Only the number is needed: how many lines in the entries below contain the string "NotebookInstanceSummary"?

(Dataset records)

--- START ---

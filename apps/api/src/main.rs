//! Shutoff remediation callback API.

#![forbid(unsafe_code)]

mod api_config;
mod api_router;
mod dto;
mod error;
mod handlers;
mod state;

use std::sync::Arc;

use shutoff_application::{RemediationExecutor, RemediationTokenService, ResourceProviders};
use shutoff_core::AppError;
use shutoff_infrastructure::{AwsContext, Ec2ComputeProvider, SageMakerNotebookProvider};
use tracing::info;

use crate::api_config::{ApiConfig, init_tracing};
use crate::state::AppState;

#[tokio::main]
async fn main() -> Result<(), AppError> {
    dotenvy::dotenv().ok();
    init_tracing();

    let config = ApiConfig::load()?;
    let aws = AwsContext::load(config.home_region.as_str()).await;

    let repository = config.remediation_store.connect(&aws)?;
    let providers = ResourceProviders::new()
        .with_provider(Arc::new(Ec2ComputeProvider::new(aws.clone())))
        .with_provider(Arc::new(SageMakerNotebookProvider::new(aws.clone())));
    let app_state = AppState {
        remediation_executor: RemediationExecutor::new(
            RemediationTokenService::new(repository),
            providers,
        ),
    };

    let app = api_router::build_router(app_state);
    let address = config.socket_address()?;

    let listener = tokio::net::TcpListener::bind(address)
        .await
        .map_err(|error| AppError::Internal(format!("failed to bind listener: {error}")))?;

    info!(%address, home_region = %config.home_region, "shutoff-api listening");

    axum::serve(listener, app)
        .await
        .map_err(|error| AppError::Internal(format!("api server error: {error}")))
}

--- END ---
--- START ---

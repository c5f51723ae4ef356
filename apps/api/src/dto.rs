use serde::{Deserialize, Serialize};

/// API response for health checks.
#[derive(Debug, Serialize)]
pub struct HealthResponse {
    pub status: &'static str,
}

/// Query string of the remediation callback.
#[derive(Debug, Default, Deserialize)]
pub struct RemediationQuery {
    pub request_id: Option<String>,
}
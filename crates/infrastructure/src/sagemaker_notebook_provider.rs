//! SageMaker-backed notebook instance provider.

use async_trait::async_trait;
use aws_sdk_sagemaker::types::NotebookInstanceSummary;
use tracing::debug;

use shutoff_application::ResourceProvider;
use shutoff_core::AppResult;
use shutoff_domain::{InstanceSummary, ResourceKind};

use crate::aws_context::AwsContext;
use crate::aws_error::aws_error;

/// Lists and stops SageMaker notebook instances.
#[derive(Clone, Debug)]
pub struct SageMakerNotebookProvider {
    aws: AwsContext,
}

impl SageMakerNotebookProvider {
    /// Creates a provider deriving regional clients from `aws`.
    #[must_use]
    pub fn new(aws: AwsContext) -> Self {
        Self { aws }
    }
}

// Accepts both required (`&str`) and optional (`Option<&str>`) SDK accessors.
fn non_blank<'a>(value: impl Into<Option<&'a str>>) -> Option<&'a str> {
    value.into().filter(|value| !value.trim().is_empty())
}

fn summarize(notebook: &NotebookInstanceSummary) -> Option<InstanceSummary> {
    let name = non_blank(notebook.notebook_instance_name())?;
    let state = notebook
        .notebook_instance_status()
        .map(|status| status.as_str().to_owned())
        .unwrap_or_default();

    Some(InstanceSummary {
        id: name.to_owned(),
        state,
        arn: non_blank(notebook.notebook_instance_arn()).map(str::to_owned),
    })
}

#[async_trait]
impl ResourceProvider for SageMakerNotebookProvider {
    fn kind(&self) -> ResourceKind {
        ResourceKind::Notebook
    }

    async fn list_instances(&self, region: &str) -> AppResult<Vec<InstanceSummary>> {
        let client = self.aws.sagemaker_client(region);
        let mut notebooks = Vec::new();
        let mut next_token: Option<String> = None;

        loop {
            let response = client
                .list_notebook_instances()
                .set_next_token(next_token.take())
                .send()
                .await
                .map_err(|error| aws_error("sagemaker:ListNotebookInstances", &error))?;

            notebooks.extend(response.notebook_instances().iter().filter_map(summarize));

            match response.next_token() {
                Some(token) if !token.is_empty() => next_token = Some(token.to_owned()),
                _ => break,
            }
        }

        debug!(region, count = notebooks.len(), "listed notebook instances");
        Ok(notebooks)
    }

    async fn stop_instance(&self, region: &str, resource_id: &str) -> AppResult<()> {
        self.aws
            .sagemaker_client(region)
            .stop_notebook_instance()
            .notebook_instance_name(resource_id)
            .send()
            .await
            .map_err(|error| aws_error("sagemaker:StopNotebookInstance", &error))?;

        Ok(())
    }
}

--- END ---

▸ **FINISHED EXERCISE**: 2